# What is expected
Extract every line from the records below that contains the word "OpenFile".

Extracted data Block Start

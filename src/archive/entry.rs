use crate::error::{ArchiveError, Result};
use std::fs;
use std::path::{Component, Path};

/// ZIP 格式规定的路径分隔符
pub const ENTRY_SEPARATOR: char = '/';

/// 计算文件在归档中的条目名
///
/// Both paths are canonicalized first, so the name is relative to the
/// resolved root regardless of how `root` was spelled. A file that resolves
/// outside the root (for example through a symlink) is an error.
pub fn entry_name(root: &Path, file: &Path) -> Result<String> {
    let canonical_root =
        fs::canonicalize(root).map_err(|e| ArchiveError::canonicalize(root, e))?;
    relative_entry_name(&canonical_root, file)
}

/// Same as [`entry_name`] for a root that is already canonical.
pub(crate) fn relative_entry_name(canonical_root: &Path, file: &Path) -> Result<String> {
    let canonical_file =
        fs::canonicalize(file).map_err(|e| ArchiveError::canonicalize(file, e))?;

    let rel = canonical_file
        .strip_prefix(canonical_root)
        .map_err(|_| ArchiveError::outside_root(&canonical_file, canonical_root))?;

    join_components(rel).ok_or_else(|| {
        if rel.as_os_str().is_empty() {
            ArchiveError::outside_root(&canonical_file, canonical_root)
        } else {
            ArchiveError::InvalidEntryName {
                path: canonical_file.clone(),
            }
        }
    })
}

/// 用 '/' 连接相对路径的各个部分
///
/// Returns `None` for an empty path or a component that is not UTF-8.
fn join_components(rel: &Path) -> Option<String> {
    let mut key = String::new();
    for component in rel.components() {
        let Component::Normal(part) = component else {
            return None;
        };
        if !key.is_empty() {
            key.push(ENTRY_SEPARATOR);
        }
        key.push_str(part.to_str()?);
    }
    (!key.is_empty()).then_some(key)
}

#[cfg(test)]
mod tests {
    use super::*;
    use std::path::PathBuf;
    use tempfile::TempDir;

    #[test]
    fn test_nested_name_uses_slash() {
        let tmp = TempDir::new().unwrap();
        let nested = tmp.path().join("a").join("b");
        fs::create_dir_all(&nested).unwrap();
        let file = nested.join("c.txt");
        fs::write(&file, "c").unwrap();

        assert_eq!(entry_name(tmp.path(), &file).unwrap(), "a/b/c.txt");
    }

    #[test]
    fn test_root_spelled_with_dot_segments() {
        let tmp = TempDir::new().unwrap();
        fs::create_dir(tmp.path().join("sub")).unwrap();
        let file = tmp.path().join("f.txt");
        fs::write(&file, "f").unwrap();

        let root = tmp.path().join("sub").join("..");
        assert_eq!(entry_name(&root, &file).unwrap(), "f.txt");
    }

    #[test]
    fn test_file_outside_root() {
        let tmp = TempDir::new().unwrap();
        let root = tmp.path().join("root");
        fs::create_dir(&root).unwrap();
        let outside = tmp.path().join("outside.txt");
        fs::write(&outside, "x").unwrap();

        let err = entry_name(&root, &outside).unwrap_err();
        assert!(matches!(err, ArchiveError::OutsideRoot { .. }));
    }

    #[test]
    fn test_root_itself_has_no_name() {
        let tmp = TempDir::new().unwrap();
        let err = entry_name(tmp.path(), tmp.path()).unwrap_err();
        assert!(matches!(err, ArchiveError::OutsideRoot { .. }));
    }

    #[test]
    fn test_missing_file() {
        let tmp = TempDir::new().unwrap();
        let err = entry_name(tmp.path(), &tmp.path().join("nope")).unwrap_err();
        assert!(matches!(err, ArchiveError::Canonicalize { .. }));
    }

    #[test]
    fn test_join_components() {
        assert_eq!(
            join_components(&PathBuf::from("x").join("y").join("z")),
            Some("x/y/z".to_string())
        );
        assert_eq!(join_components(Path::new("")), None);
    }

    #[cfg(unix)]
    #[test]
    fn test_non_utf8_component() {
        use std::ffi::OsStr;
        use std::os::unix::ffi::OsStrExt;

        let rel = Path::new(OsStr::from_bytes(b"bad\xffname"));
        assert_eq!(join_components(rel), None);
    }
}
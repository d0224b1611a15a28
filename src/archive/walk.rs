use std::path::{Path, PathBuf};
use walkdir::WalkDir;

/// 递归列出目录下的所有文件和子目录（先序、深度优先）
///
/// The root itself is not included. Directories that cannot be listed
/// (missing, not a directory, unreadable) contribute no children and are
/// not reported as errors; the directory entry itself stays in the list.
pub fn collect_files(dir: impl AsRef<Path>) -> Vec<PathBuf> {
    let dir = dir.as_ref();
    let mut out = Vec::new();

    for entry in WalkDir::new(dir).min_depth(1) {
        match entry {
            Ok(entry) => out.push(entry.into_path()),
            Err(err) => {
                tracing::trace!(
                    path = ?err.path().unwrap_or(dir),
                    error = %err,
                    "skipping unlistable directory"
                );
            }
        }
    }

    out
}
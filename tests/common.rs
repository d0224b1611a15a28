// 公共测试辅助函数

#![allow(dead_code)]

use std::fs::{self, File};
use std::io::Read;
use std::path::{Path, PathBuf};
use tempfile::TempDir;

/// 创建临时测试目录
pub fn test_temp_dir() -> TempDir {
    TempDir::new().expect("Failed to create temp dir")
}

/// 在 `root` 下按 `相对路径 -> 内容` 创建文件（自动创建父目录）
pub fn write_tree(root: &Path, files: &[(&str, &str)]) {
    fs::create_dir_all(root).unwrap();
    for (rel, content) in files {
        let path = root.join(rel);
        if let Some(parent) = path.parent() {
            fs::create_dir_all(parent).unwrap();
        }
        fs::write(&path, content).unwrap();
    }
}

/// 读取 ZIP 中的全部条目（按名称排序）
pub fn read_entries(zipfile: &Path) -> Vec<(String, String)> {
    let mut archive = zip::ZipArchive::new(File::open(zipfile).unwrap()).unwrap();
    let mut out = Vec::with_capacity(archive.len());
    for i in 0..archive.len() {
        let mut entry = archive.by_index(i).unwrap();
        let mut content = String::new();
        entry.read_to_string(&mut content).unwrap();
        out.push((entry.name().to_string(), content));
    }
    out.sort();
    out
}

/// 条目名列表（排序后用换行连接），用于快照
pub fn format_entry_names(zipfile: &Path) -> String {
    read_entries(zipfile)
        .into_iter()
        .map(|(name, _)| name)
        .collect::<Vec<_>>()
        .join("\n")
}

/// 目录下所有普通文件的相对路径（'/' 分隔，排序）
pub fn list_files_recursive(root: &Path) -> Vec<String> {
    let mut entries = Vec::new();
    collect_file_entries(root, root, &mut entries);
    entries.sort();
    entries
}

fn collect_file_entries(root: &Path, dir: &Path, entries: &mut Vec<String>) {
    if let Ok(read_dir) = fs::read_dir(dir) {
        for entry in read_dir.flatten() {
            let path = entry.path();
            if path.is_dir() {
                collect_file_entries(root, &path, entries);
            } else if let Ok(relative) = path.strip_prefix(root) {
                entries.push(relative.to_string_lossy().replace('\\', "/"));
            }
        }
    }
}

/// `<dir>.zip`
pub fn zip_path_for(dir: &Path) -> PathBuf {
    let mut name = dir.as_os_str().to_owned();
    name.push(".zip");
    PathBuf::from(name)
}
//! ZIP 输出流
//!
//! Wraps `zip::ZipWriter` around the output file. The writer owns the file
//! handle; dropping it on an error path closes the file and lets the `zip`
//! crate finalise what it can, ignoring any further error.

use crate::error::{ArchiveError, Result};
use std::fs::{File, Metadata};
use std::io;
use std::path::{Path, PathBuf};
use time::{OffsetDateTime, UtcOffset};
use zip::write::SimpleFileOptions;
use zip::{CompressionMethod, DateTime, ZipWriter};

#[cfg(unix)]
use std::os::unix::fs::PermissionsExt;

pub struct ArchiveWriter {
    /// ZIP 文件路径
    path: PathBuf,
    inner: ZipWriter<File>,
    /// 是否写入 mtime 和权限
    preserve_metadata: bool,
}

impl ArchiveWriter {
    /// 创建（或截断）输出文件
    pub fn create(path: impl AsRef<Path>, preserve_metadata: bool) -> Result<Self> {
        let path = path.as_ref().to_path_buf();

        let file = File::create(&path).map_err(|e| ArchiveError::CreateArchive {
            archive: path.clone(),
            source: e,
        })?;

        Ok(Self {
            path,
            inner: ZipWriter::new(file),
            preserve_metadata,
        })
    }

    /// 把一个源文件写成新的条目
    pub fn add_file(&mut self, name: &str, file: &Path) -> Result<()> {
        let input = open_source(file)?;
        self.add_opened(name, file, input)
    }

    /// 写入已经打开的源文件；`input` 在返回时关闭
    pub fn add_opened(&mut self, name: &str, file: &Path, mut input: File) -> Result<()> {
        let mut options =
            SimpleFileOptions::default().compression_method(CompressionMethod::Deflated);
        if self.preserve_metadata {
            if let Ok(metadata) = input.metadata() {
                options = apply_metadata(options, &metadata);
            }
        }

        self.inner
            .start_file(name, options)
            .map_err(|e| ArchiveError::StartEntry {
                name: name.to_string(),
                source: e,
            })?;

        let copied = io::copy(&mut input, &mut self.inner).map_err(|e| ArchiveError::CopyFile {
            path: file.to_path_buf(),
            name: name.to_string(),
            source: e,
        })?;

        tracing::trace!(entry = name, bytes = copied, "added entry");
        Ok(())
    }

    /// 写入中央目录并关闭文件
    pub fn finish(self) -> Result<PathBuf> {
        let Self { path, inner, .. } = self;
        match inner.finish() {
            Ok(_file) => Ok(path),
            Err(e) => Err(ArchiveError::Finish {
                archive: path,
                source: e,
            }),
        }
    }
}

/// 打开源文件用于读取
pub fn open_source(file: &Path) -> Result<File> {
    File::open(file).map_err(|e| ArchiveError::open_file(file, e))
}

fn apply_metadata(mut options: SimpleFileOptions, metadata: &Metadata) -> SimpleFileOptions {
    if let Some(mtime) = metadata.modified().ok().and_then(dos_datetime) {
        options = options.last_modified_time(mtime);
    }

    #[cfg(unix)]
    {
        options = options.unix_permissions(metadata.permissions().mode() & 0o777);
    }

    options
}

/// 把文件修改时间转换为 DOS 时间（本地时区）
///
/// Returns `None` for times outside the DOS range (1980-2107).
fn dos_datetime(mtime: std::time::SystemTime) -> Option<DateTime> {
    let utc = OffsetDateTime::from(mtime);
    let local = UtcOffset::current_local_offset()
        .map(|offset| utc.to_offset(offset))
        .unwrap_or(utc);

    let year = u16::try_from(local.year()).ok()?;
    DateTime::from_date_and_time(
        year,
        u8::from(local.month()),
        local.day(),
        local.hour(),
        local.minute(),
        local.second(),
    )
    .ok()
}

Extracted data Block End
Extracted data Block Start

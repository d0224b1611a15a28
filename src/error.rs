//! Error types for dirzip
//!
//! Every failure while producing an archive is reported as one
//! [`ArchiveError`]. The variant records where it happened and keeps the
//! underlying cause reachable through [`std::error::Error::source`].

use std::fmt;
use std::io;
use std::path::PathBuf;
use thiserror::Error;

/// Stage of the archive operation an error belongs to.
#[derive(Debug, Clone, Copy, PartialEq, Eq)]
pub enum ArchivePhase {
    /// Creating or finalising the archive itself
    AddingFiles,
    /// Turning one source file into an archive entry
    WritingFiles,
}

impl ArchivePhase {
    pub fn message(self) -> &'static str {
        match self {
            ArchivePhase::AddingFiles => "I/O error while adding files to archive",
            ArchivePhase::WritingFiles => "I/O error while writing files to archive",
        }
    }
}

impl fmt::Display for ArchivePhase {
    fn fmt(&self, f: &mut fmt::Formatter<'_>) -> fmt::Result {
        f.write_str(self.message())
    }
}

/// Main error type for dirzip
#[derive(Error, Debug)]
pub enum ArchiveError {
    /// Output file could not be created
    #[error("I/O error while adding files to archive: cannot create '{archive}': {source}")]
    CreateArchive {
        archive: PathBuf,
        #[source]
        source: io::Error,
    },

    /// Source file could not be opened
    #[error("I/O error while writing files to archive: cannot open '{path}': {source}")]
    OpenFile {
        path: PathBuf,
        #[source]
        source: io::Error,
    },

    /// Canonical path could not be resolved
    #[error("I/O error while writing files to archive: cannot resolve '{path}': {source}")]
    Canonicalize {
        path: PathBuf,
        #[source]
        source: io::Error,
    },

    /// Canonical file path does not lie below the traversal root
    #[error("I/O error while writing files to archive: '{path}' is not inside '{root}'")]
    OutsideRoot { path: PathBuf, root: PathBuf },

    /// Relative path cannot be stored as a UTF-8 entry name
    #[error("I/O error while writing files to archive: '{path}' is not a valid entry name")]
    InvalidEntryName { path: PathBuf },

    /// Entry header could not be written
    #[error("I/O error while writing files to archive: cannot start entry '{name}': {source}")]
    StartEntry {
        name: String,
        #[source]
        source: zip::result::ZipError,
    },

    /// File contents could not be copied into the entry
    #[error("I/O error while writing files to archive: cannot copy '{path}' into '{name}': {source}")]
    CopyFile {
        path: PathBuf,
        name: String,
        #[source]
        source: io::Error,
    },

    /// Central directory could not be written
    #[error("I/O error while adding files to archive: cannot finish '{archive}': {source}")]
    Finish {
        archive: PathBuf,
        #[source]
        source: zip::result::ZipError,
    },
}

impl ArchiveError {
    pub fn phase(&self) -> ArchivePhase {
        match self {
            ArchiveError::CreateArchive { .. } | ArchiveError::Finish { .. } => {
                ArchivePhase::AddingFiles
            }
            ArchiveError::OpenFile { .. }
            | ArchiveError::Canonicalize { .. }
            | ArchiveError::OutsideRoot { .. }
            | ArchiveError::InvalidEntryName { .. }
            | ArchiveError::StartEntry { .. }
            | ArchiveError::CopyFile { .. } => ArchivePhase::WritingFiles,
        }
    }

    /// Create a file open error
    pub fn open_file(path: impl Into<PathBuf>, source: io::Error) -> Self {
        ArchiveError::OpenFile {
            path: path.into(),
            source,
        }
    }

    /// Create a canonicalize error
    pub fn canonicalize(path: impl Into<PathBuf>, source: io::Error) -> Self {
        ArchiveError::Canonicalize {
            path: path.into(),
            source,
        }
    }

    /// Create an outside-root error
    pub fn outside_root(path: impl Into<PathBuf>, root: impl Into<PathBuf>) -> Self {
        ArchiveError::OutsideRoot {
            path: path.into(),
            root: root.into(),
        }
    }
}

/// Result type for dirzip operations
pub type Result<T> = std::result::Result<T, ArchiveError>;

Extracted data Block End

# Answer to this exercise
    OpenFile {
            ArchiveError::OpenFile { .. }
        ArchiveError::OpenFile {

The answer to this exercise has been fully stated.